Filmkritik
SING STREET
Im Irland der 1980er Jahre hält die soziale Perspektivlosigkeit des Landes einen Schuljungen nicht davon ab, seinen Traum vom Leben als Musiker zu realisieren. Ein Feel-Good-Movie über kreative Teenager, junge Liebe und den Vibe der 80er Jahre.
Conner muss eine Band gründen. Und zwar schnell. Alles nur, damit das Mädchen seiner Träume im Musikvideo mitspielen kann. Das hat er der schönen Rophina nämlich versprochen. Dabei ist Conner doch gerade eben erst in seinem persönlichen Albtraum aufgewacht: Seine Familie hat kein Geld und er wird auf eine neue, erzkatholische Jungenschule geschickt, wo ein Direktor herrscht, der seine Schüler misshandelt und aggressive Schlägertypen ihr Unwesen treiben.
RIDDLE OF THE MODEL
Conner mobilisiert andere Schüler mit musikalischem Potenzial.
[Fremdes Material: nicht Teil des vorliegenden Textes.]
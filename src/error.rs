use std::{fmt, io};

use failure::Fail;

use crate::types::ScalarType;


/// Everything that can go wrong while reading a PLY file.
///
/// Header errors carry the (1-based) number of the offending header line,
/// data errors the [`Position`] of the value that could not be decoded.
/// Every error is terminal: no partially read data is ever returned.
#[derive(Debug, Fail)]
pub enum Error {
    #[fail(display = "IO error: {}", _0)]
    Io(#[cause] io::Error),

    /// The first line is not `ply`.
    #[fail(display = "not a PLY file (first line is not 'ply')")]
    NotAPlyFile,

    #[fail(display = "malformed header line {}: {}", line, msg)]
    MalformedHeader {
        line: usize,
        msg: String,
    },

    #[fail(display = "unknown type '{}' in header line {}", name, line)]
    UnknownType {
        line: usize,
        name: String,
    },

    /// A `property` line appeared before the first `element` line.
    #[fail(display = "property without element in header line {}", line)]
    NoCurrentElement {
        line: usize,
    },

    /// The header contains a line that is not part of the grammar, or the
    /// input ended before `end_header`. In the latter case, `line` is the
    /// number of the line that would have followed.
    #[fail(display = "header not terminated by 'end_header' (line {})", line)]
    UnterminatedHeader {
        line: usize,
    },

    #[fail(display = "invalid {} value '{}' at {}: {}", ty, token, pos, msg)]
    ValueParse {
        pos: Position,
        ty: ScalarType,
        token: String,
        msg: String,
    },

    #[fail(display = "unexpected end of data at {}", pos)]
    TruncatedData {
        pos: Position,
    },

    #[fail(display = "data does not match the header at {}: {}", pos, msg)]
    SchemaMismatch {
        pos: Position,
        msg: String,
    },
}

impl From<io::Error> for Error {
    fn from(src: io::Error) -> Self {
        Error::Io(src)
    }
}

impl Error {
    /// Returns the header line number for header errors.
    pub fn line(&self) -> Option<usize> {
        match *self {
            Error::MalformedHeader { line, .. }
            | Error::UnknownType { line, .. }
            | Error::NoCurrentElement { line }
            | Error::UnterminatedHeader { line } => Some(line),
            _ => None,
        }
    }

    /// Returns the data position for data section errors.
    pub fn position(&self) -> Option<&Position> {
        match self {
            Error::ValueParse { pos, .. }
            | Error::TruncatedData { pos }
            | Error::SchemaMismatch { pos, .. } => Some(pos),
            _ => None,
        }
    }
}

/// Where in the data section an error occurred.
#[derive(Debug, Clone, PartialEq, Eq)]
pub struct Position {
    /// Name of the element.
    pub element: String,

    /// Zero-based row within the element.
    pub row: u64,

    /// Name of the property. `None` if the error is not about a single
    /// property (e.g. leftover tokens after the last one).
    pub property: Option<String>,
}

impl fmt::Display for Position {
    fn fmt(&self, f: &mut fmt::Formatter) -> fmt::Result {
        write!(f, "element '{}', row {}", self.element, self.row)?;
        if let Some(prop) = &self.property {
            write!(f, ", property '{}'", prop)?;
        }
        Ok(())
    }
}
//! The eight scalar types of the PLY format and their names.
//!
//! The format historically used C-style type names (`char`, `uint`, `double`,
//! ...). Later versions switched to names with explicit widths (`int8`,
//! `uint32`, `float64`, ...). Both name sets are accepted and resolve to the
//! same [`ScalarType`].

use std::{
    fmt,
    str::FromStr,
};

use byteorder::ByteOrder;
use num_traits::{Bounded, NumCast, ToPrimitive};

use crate::value::{Column, List, Scalar};


/// A primitive PLY type. There are 8 in total, 2 floating point types, 3
/// signed and 3 unsigned integers.
#[derive(Debug, Clone, Copy, PartialEq, Eq, Hash)]
pub enum ScalarType {
    Int8,
    Int16,
    Int32,
    UInt8,
    UInt16,
    UInt32,
    Float32,
    Float64,
}

/// All scalar types, in the order the format lists them.
pub const ALL_SCALAR_TYPES: [ScalarType; 8] = [
    ScalarType::Int8,
    ScalarType::Int16,
    ScalarType::Int32,
    ScalarType::UInt8,
    ScalarType::UInt16,
    ScalarType::UInt32,
    ScalarType::Float32,
    ScalarType::Float64,
];

impl ScalarType {
    /// Resolves a type name from the header. Both the explicit-width names
    /// (`int32`) and the legacy C names (`int`) are accepted. Matching is
    /// exact and case-sensitive.
    pub fn resolve(name: &str) -> Result<Self, ScalarTypeParseError> {
        name.parse()
    }

    /// Returns `true` if and only if the type is either `float32` or
    /// `float64`.
    pub fn is_floating_point(&self) -> bool {
        *self == ScalarType::Float32 || *self == ScalarType::Float64
    }

    /// Returns `true` if and only if the type is one of `uint8`, `uint16` or
    /// `uint32`.
    pub fn is_unsigned_integer(&self) -> bool {
        match self {
            ScalarType::UInt8 | ScalarType::UInt16 | ScalarType::UInt32 => true,
            _ => false,
        }
    }

    /// Returns `true` if and only if the type is one of `int8`, `int16` or
    /// `int32`.
    pub fn is_signed_integer(&self) -> bool {
        match self {
            ScalarType::Int8 | ScalarType::Int16 | ScalarType::Int32 => true,
            _ => false,
        }
    }

    /// Returns the number of bytes this type occupies.
    pub fn len(&self) -> ScalarLen {
        match self {
            ScalarType::Int8 => ScalarLen::One,
            ScalarType::Int16 => ScalarLen::Two,
            ScalarType::Int32 => ScalarLen::Four,
            ScalarType::UInt8 => ScalarLen::One,
            ScalarType::UInt16 => ScalarLen::Two,
            ScalarType::UInt32 => ScalarLen::Four,
            ScalarType::Float32 => ScalarLen::Four,
            ScalarType::Float64 => ScalarLen::Eight,
        }
    }

    /// Returns the explicit-width type name (e.g. `int16` for `Int16`).
    pub fn ply_type_name(&self) -> &'static str {
        match self {
            ScalarType::Int8 => "int8",
            ScalarType::Int16 => "int16",
            ScalarType::Int32 => "int32",
            ScalarType::UInt8 => "uint8",
            ScalarType::UInt16 => "uint16",
            ScalarType::UInt32 => "uint32",
            ScalarType::Float32 => "float32",
            ScalarType::Float64 => "float64",
        }
    }

    /// Returns the legacy C-style type name (e.g. `short` for `Int16`).
    pub fn legacy_type_name(&self) -> &'static str {
        match self {
            ScalarType::Int8 => "char",
            ScalarType::Int16 => "short",
            ScalarType::Int32 => "int",
            ScalarType::UInt8 => "uchar",
            ScalarType::UInt16 => "ushort",
            ScalarType::UInt32 => "uint",
            ScalarType::Float32 => "float",
            ScalarType::Float64 => "double",
        }
    }
}

impl fmt::Display for ScalarType {
    fn fmt(&self, f: &mut fmt::Formatter) -> fmt::Result {
        f.write_str(self.ply_type_name())
    }
}

/// The error emitted when the `FromStr` implementation for `ScalarType` cannot
/// parse the given string.
pub struct ScalarTypeParseError(pub(crate) String);

impl ScalarTypeParseError {
    /// The name that could not be resolved.
    pub fn name(&self) -> &str {
        &self.0
    }
}

impl fmt::Display for ScalarTypeParseError {
    fn fmt(&self, f: &mut fmt::Formatter) -> fmt::Result {
        write!(f, "\"{}\" is not a valid PLY scalar type", self.0)
    }
}

impl fmt::Debug for ScalarTypeParseError {
    fn fmt(&self, f: &mut fmt::Formatter) -> fmt::Result {
        fmt::Display::fmt(self, f)
    }
}

impl FromStr for ScalarType {
    type Err = ScalarTypeParseError;
    fn from_str(s: &str) -> Result<Self, Self::Err> {
        match s {
            "int8" | "char" => Ok(ScalarType::Int8),
            "int16" | "short" => Ok(ScalarType::Int16),
            "int32" | "int" => Ok(ScalarType::Int32),
            "uint8" | "uchar" => Ok(ScalarType::UInt8),
            "uint16" | "ushort" => Ok(ScalarType::UInt16),
            "uint32" | "uint" => Ok(ScalarType::UInt32),
            "float32" | "float" => Ok(ScalarType::Float32),
            "float64" | "double" => Ok(ScalarType::Float64),
            other => Err(ScalarTypeParseError(other.to_string())),
        }
    }
}

/// Length of a PLY scalar value in bytes.
#[derive(Debug, Clone, Copy, PartialEq, Eq)]
pub enum ScalarLen {
    One = 1,
    Two = 2,
    Four = 4,
    Eight = 8,
}

impl ScalarLen {
    pub fn as_u8(&self) -> u8 {
        *self as u8
    }

    pub fn as_usize(&self) -> usize {
        *self as usize
    }
}


// ==========================================================================
// ===== Primitives
// ==========================================================================

mod internal {
    pub trait DoNotImplement {}
}

/// Abstracts over the Rust types matching the eight PLY scalar types.
///
/// This is a closed set of implementing types: `i8`, `i16`, `i32`, `u8`,
/// `u16`, `u32`, `f32` and `f64`. That's why this trait has a supertrait
/// called `DoNotImplement`, which is crate-private.
pub trait Primitive: Copy + fmt::Debug + PartialEq + internal::DoNotImplement {
    /// The PLY type represented by `Self`.
    const TY: ScalarType;

    /// Parses an ASCII token of the data section.
    fn parse_ascii(token: &str) -> Result<Self, String>;

    /// Reads the value from the start of `buf` in byte order `B`. `buf` must
    /// be at least `Self::TY.len()` bytes long.
    fn read_bytes<B: ByteOrder>(buf: &[u8]) -> Self;

    /// Writes the value to the start of `buf` in byte order `B`.
    fn write_bytes<B: ByteOrder>(self, buf: &mut [u8]);

    /// Returns the value as dynamically typed [`Scalar`].
    fn to_scalar(self) -> Scalar;

    /// Returns the value if `scalar` holds a `Self`.
    fn from_scalar(scalar: Scalar) -> Option<Self>;

    /// Returns the values of `column` if it stores `Self` values.
    fn column(column: &Column) -> Option<&[Self]>;

    /// Returns the items of `list` if they are `Self` values.
    fn list_slice(list: List<'_>) -> Option<&[Self]>;
}

macro_rules! impl_primitive_common {
    ($ty:ident, $variant:ident) => {
        impl internal::DoNotImplement for $ty {}

        impl Primitive for $ty {
            const TY: ScalarType = ScalarType::$variant;

            fn parse_ascii(token: &str) -> Result<Self, String> {
                impl_primitive_common!(@parse $ty, token)
            }

            fn read_bytes<B: ByteOrder>(buf: &[u8]) -> Self {
                impl_primitive_common!(@read $ty, B, buf)
            }

            fn write_bytes<B: ByteOrder>(self, buf: &mut [u8]) {
                impl_primitive_common!(@write $ty, B, buf, self)
            }

            fn to_scalar(self) -> Scalar {
                Scalar::$variant(self)
            }

            fn from_scalar(scalar: Scalar) -> Option<Self> {
                match scalar {
                    Scalar::$variant(v) => Some(v),
                    _ => None,
                }
            }

            fn column(column: &Column) -> Option<&[Self]> {
                match column {
                    Column::$variant(v) => Some(v.as_slice()),
                    _ => None,
                }
            }

            fn list_slice(list: List<'_>) -> Option<&[Self]> {
                match list {
                    List::$variant(v) => Some(v),
                    _ => None,
                }
            }
        }
    };

    // Single byte types don't have a byte order.
    (@read i8, $B:ident, $buf:ident) => { $buf[0] as i8 };
    (@read u8, $B:ident, $buf:ident) => { $buf[0] };
    (@read i16, $B:ident, $buf:ident) => { $B::read_i16($buf) };
    (@read u16, $B:ident, $buf:ident) => { $B::read_u16($buf) };
    (@read i32, $B:ident, $buf:ident) => { $B::read_i32($buf) };
    (@read u32, $B:ident, $buf:ident) => { $B::read_u32($buf) };
    (@read f32, $B:ident, $buf:ident) => { $B::read_f32($buf) };
    (@read f64, $B:ident, $buf:ident) => { $B::read_f64($buf) };

    (@write i8, $B:ident, $buf:ident, $v:expr) => { $buf[0] = $v as u8 };
    (@write u8, $B:ident, $buf:ident, $v:expr) => { $buf[0] = $v };
    (@write i16, $B:ident, $buf:ident, $v:expr) => { $B::write_i16($buf, $v) };
    (@write u16, $B:ident, $buf:ident, $v:expr) => { $B::write_u16($buf, $v) };
    (@write i32, $B:ident, $buf:ident, $v:expr) => { $B::write_i32($buf, $v) };
    (@write u32, $B:ident, $buf:ident, $v:expr) => { $B::write_u32($buf, $v) };
    (@write f32, $B:ident, $buf:ident, $v:expr) => { $B::write_f32($buf, $v) };
    (@write f64, $B:ident, $buf:ident, $v:expr) => { $B::write_f64($buf, $v) };

    (@parse f32, $token:ident) => { parse_float::<f32>($token) };
    (@parse f64, $token:ident) => { parse_float::<f64>($token) };
    (@parse $ty:ident, $token:ident) => { parse_int::<$ty>($token) };
}

impl_primitive_common!(i8,  Int8);
impl_primitive_common!(i16, Int16);
impl_primitive_common!(i32, Int32);
impl_primitive_common!(u8,  UInt8);
impl_primitive_common!(u16, UInt16);
impl_primitive_common!(u32, UInt32);
impl_primitive_common!(f32, Float32);
impl_primitive_common!(f64, Float64);

/// Parses an integer token: optional sign, optional `0x`/`0o`/`0b` prefix,
/// then digits in the selected base (base 10 without prefix). The value has
/// to fit into `T`.
fn parse_int<T: Bounded + NumCast + fmt::Display>(token: &str) -> Result<T, String> {
    let (negative, rest) = match token.as_bytes().first() {
        Some(b'-') => (true, &token[1..]),
        Some(b'+') => (false, &token[1..]),
        _ => (false, token),
    };

    let (radix, digits) = match rest.get(..2) {
        Some("0x") | Some("0X") => (16, &rest[2..]),
        Some("0o") | Some("0O") => (8, &rest[2..]),
        Some("0b") | Some("0B") => (2, &rest[2..]),
        _ => (10, rest),
    };

    // `from_str_radix` would accept another sign here.
    if digits.is_empty() || digits.starts_with('+') || digits.starts_with('-') {
        return Err("not an integer".into());
    }

    let magnitude = u64::from_str_radix(digits, radix)
        .map_err(|e| format!("not an integer ({})", e))?;

    let out_of_range = || format!(
        "out of range (must be between {} and {})",
        T::min_value(),
        T::max_value(),
    );

    if negative && T::min_value().to_i64() == Some(0) {
        return Err("negative value for an unsigned type".into());
    }
    if magnitude > i64::max_value() as u64 {
        return Err(out_of_range());
    }
    let value = if negative { -(magnitude as i64) } else { magnitude as i64 };

    <T as NumCast>::from(value).ok_or_else(out_of_range)
}

/// Parses a decimal or scientific float token.
fn parse_float<T>(token: &str) -> Result<T, String>
where
    T: FromStr,
    T::Err: fmt::Display,
{
    token.parse::<T>().map_err(|e| format!("not a floating point number ({})", e))
}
Angefeuert von den aufmunternden Worten seines Bruders Brendan gibt er sich mit nicht weniger zufrieden als ein Musikvideo wie aus dem Fernsehen zu drehen. In verrückten Kostümen wird der Hinterhof zur Kulisse, die Freunde zur eingeschweißten Band und Rophina zum Model. So entsteht das Video zu Conners selbstgeschriebenem Song „Riddle of the Model“. Die Band „Sing Street“ ist geboren.
Es macht Spaß, Conner und seinen Freunden dabei zuzusehen, wie sie ihrer Kreativität keine Grenzen setzen und alles geben, um den Traum von einer großen Band zu realisieren. Das neu gewonnene Selbstbewusstsein verwandelt Conner und seine Freunde von gemobbten, komischen Außenseitern zu stolzen Rock-Teenagern, die sich entgegen der Schuletikette kleiden und benehmen.
IRLAND 1985
Die Coming-of-Age-Story bietet wenig Vielschichtigkeit und auch der gesamte Handlungsstrang lässt von Beginn an erahnen, welches Happy End die Zuschauer:innen nach 100 Minuten erwartet. Doch das Besondere ist sicherlich der Spielort und die damit verbundenen Andeutungen über die wirtschaftlich-soziale Lage Irlands in den 1980er Jahren.
Dublin ist ein großer sozialer Brennpunkt. Die jungen Menschen haben kaum eine Perspektive. Wer klug ist und genug Geld hat, flieht nach England, um dort Arbeit zu finden. Familien brechen auseinander, weil die sexuell motivierten und spontan getroffenen Ehen der vorherigen Elterngeneration kaum Bestand haben. Sex vor der Ehe und Scheidung sind im konservativen und katholischen Irland nicht erlaubt.
Auch Conners Familie zerbricht an der sozialen Not: Vater und Mutter trennen sich, nachdem ihre Ehe vor allem aus wirtschaftlichen Gründen geschlossen wurde. Die Schwester studiert Architektur, anstatt ihrer Leidenschaft Kunst nachzugehen. Der Bruder Brenan wollte auswandern, um Musik zu machen, steckt nun aber mit nichts als aufgegebenen Träumen zu Hause in Dublin fest.
THINK BIG
Das ist die Message, die Brenan seinem kleinen Bruder eintrichtert. Über den Film hinweg ermutigt er Conner nicht, aufzugeben. Weder bei Rophina noch bei der Musik. Und wie zu Beginn vermutet, soll am Ende beides in Erfüllung gehen: Punktuell etwas verklärt und drüber.
Conner lebt den Traum seines Bruders, indem er sich der Musik verschreibt und Irland verlässt. Rophina entflieht ihrer traumatischen Vergangenheit und ihrem gewalttätigen Ex-Freund. Zusammen und mit einer Menge guter Musik im Koffer brechen sie gemeinsam in eine verheißungsvolle Zukunft nach London auf.
Obwohl der Film Potenzial hat, zu einem konkreten Bruder-Beziehungsdrama zu avancieren und damit den Charakteren zu mehr Tiefe zu verhelfen, bleibt vor allem die Liebesgeschichte zwischen Conner und Rophina hängen, die stereotyper nicht sein könnte: Lonely boy meets crazy girl.
Vielleicht will der Regisseur John Carney aber auch genau das provozieren. Denn am Ende ist es immer noch ein Feel-Good-Movie, der zum Mitsingen, Mittanzen, Lachen und Träumen einlädt. Die Energie der Teenager ist ansteckend und die Outfits und Musik im trendy 80er Jahre Vibe.